My wife doesn't want me any more

Dear Pastor,

I am having a problem and it is really bothering me. I am 35. In 2007 I got married. My wife and I lived together for one year. Then she got a visa to go to America to visit her sister. She promised that she would spend three weeks. I agreed. At the end of three weeks, she called and said she got a job, so she wanted to spend four months so that when she comes back to Jamaica she would be able to buy a washing machine and a fridge. I told her that we would buy these things on hire purchase, so she should come home.

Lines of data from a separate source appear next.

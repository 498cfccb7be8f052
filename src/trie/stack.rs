// Copyright (C) 2025 Jeremy J. Carroll. See LICENSE for details.

//! Fixed-capacity stack for explicit depth-first traversal.
//!
//! A traversal over a D-dimensional trie never opens more than D frames, so the stack is
//! sized once and never grows. Several stacks (offsets, block pointers, identifier prefixes)
//! are pushed and popped in lockstep, one entry per open dimension.

/// A stack of `Copy` values with a capacity fixed at construction.
#[derive(Debug, Clone)]
pub struct TraversalStack<T: Copy + Default> {
    /// Backing storage, allocated once
    buffer: Box<[T]>,
    /// Number of live entries
    size: usize,
}

impl<T: Copy + Default> TraversalStack<T> {
    /// Create an empty stack holding at most `capacity` entries.
    pub fn new(capacity: usize) -> Self {
        Self {
            buffer: vec![T::default(); capacity].into_boxed_slice(),
            size: 0,
        }
    }

    /// Push a value.
    ///
    /// # Panics
    ///
    /// Panics if the stack is full (traversal deeper than the dimension count).
    #[inline]
    pub fn push(&mut self, value: T) {
        if self.size == self.buffer.len() {
            panic!(
                "Traversal stack overflow: capacity {} exceeded",
                self.buffer.len()
            );
        }
        self.buffer[self.size] = value;
        self.size += 1;
    }

    /// Remove and return the top value.
    ///
    /// # Panics
    ///
    /// Panics if the stack is empty.
    #[inline]
    pub fn pop(&mut self) -> T {
        assert!(self.size > 0, "Traversal stack underflow");
        self.size -= 1;
        self.buffer[self.size]
    }

    /// Return the top value.
    ///
    /// # Panics
    ///
    /// Panics if the stack is empty.
    #[inline]
    pub fn peek(&self) -> T {
        assert!(self.size > 0, "Traversal stack underflow");
        self.buffer[self.size - 1]
    }

    /// Drop every entry, keeping the allocation.
    pub fn clear(&mut self) {
        self.size = 0;
    }

    /// Number of live entries.
    pub fn len(&self) -> usize {
        self.size
    }

    /// Whether the stack has no entries.
    pub fn is_empty(&self) -> bool {
        self.size == 0
    }

    /// Maximum number of entries.
    pub fn capacity(&self) -> usize {
        self.buffer.len()
    }
}

impl TraversalStack<usize> {
    /// Add one to the top value.
    #[inline]
    pub fn increment(&mut self) {
        assert!(self.size > 0, "Traversal stack underflow");
        self.buffer[self.size - 1] += 1;
    }
}
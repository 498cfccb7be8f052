// Copyright (C) 2025 Jeremy J. Carroll. See LICENSE for details.

//! The lattice: sparse user data and predictive properties over one node space.
//!
//! Nodes are addressed by coordinate vectors or by packed identifiers; every operation has
//! both forms and checks its argument before touching any store. A master trie records every
//! node that data or a property was ever put at, and backs [`Lattice::list_nodes`] and its
//! relatives.
//!
//! # Examples
//!
//! ```
//! use sparse_lattice::{Direction, Lattice, PredictiveProperty};
//!
//! let mut lattice: Lattice<&str, String> = Lattice::new(vec![
//!     vec!["A", "B", "C", "D"],
//!     vec!["A", "B"],
//!     vec!["A", "B", "C"],
//! ])
//! .unwrap();
//!
//! let node = lattice.build().next(&"B").next(&"B").next(&"C").create().unwrap();
//! lattice.put_data(&node, "payload".to_string()).unwrap();
//! assert_eq!(lattice.get_data(&node).unwrap(), Some(&"payload".to_string()));
//!
//! let anonymous = PredictiveProperty::new(Direction::Up);
//! lattice.put_property(&node, &anonymous).unwrap();
//! assert!(lattice.has_property(&[2, 1, 2], &anonymous).unwrap());
//! assert!(!lattice.has_property(&[0, 1, 2], &anonymous).unwrap());
//! ```

pub mod cursor;
mod properties;
mod scan;

pub use cursor::NodeCursor;

use crate::config::LatticeConfig;
use crate::error::Result;
use crate::property::PredictiveProperty;
use crate::space::{Coordinates, Domains, NodeBuilder, NodeSpace};
use crate::trie::{Comparator, Identifiers, Nodes, Trie, TrieStatistics};
use properties::PropertyStore;
use rustc_hash::FxHashMap;
use std::hash::Hash;
use std::sync::atomic::{AtomicU64, Ordering};
use std::sync::Arc;

static NEXT_INSTANCE: AtomicU64 = AtomicU64::new(0);

fn next_instance() -> u64 {
    NEXT_INSTANCE.fetch_add(1, Ordering::Relaxed)
}

/// Sparse storage of data of type `U` and predictive properties over the product of domains
/// with values of type `T`.
///
/// A clone is a separate lattice: cursors of the original are rejected by it.
#[derive(Debug)]
pub struct Lattice<T, U> {
    /// Distinct for every lattice and every clone
    instance: u64,
    space: Arc<NodeSpace>,
    domains: Domains<T>,
    data: FxHashMap<u64, U>,
    /// Every node that data or a property was put at
    master: Trie,
    properties: PropertyStore,
    /// Incremented on every mutation
    generation: u64,
}

impl<T: Clone, U: Clone> Clone for Lattice<T, U> {
    fn clone(&self) -> Self {
        Self {
            instance: next_instance(),
            space: Arc::clone(&self.space),
            domains: self.domains.clone(),
            data: self.data.clone(),
            master: self.master.clone(),
            properties: self.properties.clone(),
            generation: self.generation,
        }
    }
}

impl<T: Hash + Eq, U> Lattice<T, U> {
    /// Create a lattice over one list of values per dimension, with default configuration.
    ///
    /// The order of values in a list is the order of that dimension.
    pub fn new(domains: Vec<Vec<T>>) -> Result<Self> {
        Self::with_config(domains, LatticeConfig::default())
    }

    /// Create a lattice with the given configuration.
    pub fn with_config(domains: Vec<Vec<T>>, config: LatticeConfig) -> Result<Self> {
        config.validate()?;
        let domains = Domains::new(domains)?;
        let space = Arc::new(NodeSpace::new(domains.heights())?);
        tracing::debug!(
            dimensions = space.dimensions(),
            nodes = space.num_nodes(),
            levels = space.levels(),
            "created lattice"
        );

        Ok(Self {
            instance: next_instance(),
            master: Trie::with_config(Arc::clone(&space), config),
            properties: PropertyStore::new(Arc::clone(&space), config),
            data: FxHashMap::default(),
            generation: 0,
            domains,
            space,
        })
    }

    /// Start building a node from source values.
    pub fn build(&self) -> NodeBuilder<'_, T> {
        self.domains.builder()
    }
}
// Copyright (C) 2025 Jeremy J. Carroll. See LICENSE for details.

//! Predictive properties and their propagation directions.
//!
//! A property put at a node is implied at other nodes according to its [`Direction`]:
//!
//! | Direction | Holds at Q if the property was put at some P with |
//! |-----------|---------------------------------------------------|
//! | `Up`      | P ≤ Q                                             |
//! | `Down`    | P ≥ Q                                             |
//! | `Both`    | P ≤ Q or P ≥ Q                                    |
//! | `None`    | P = Q                                             |
//!
//! Properties are compared by identity. Two properties created separately are different even
//! if they share a direction and a label; a clone is the same property.
//!
//! # Examples
//!
//! ```
//! use sparse_lattice::{Direction, PredictiveProperty};
//!
//! let anonymous = PredictiveProperty::new(Direction::Up);
//! let k_anonymous = PredictiveProperty::with_label(Direction::Up, "k-anonymous");
//!
//! assert_ne!(anonymous, k_anonymous);
//! assert_eq!(k_anonymous, k_anonymous.clone());
//! assert_eq!(k_anonymous.to_string(), "k-anonymous (Up)");
//! ```

use std::fmt;
use std::hash::{Hash, Hasher};
use std::sync::atomic::{AtomicU64, Ordering};
use std::sync::Arc;
use strum_macros::{Display, EnumCount, EnumIter};

/// How a property put at one node extends to other nodes.
#[derive(Debug, Clone, Copy, PartialEq, Eq, Hash, Display, EnumCount, EnumIter)]
pub enum Direction {
    /// Inherited by every successor.
    Up,
    /// Inherited by every predecessor.
    Down,
    /// Inherited by successors and predecessors.
    Both,
    /// Holds only where it was put.
    None,
}

impl Direction {
    /// Whether successors of a tagged node inherit the property.
    pub fn propagates_up(self) -> bool {
        matches!(self, Direction::Up | Direction::Both)
    }

    /// Whether predecessors of a tagged node inherit the property.
    pub fn propagates_down(self) -> bool {
        matches!(self, Direction::Down | Direction::Both)
    }
}

/// Process-unique identity of a property.
#[derive(Debug, Clone, Copy, PartialEq, Eq, PartialOrd, Ord, Hash)]
pub struct PropertyId(u64);

static NEXT_PROPERTY_ID: AtomicU64 = AtomicU64::new(0);

impl PropertyId {
    fn next() -> Self {
        PropertyId(NEXT_PROPERTY_ID.fetch_add(1, Ordering::Relaxed))
    }

    /// Raw value of this id.
    pub fn get(self) -> u64 {
        self.0
    }
}

/// A boolean node attribute with a propagation direction.
#[derive(Debug, Clone)]
pub struct PredictiveProperty {
    id: PropertyId,
    direction: Direction,
    label: Option<Arc<str>>,
}

impl PredictiveProperty {
    /// Create an unlabelled property.
    pub fn new(direction: Direction) -> Self {
        Self {
            id: PropertyId::next(),
            direction,
            label: None,
        }
    }

    /// Create a property with a label for display.
    pub fn with_label(direction: Direction, label: impl Into<Arc<str>>) -> Self {
        Self {
            id: PropertyId::next(),
            direction,
            label: Some(label.into()),
        }
    }

    pub fn direction(&self) -> Direction {
        self.direction
    }

    pub fn label(&self) -> Option<&str> {
        self.label.as_deref()
    }

    pub fn id(&self) -> PropertyId {
        self.id
    }
}

impl PartialEq for PredictiveProperty {
    fn eq(&self, other: &Self) -> bool {
        self.id == other.id
    }
}

impl Eq for PredictiveProperty {}

impl Hash for PredictiveProperty {
    fn hash<H: Hasher>(&self, state: &mut H) {
        self.id.hash(state);
    }
}

impl fmt::Display for PredictiveProperty {
    fn fmt(&self, f: &mut fmt::Formatter<'_>) -> fmt::Result {
        match &self.label {
            Some(label) => write!(f, "{} ({})", label, self.direction),
            None => write!(f, "property #{} ({})", self.id.0, self.direction),
        }
    }
}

Every time I talked to her, she said her sister said this and that. So I talked to her sister and asked her why she was encouraging my wife to work in America illegally. She called me and told me I can't support her and give her what she needs, so I should allow her to earn some money.

I got a visa and I went to America to see her. She is a changed woman. She stopped attending church. She said she is not coming back to Jamaica. Her sister's husband told me that she is having an affair with a Jewish man. She has moved from her sister's home into a basement apartment. I was there for 10 days and she never cooked me a meal. I had to beg her for sex - that caused me to believe that her brother-in-law was speaking the truth, because she always wanted us to have sex when we were living together. So I believe she is getting it from somebody else.

Pastor, I have to be pretending that all is well between us, but I can't go on any longer. My life is messed up. I don't even have a child. I am in church. I wouldn't lie to you, I do have sex with a young lady who lives in the same complex where I live; I would like to marry her. I don't know what to do because my church doesn't believe in divorce.

Please, give me a word of counsel.

K.M., Kingston

Dear K.M.,

Free up yourself. This marriage is dead. Your wife is not returning to Jamaica to live. She has lost interest in her marriage and in you. And there is nothing you can do to change her.

You love your church, but you have to be practical. Your wife is not coming back. Move on. Go and see a lawyer. You are already involved with another woman. If both of you truly love each other, make arrangement to see a family therapist and as soon as you are able, and you are divorced, get married.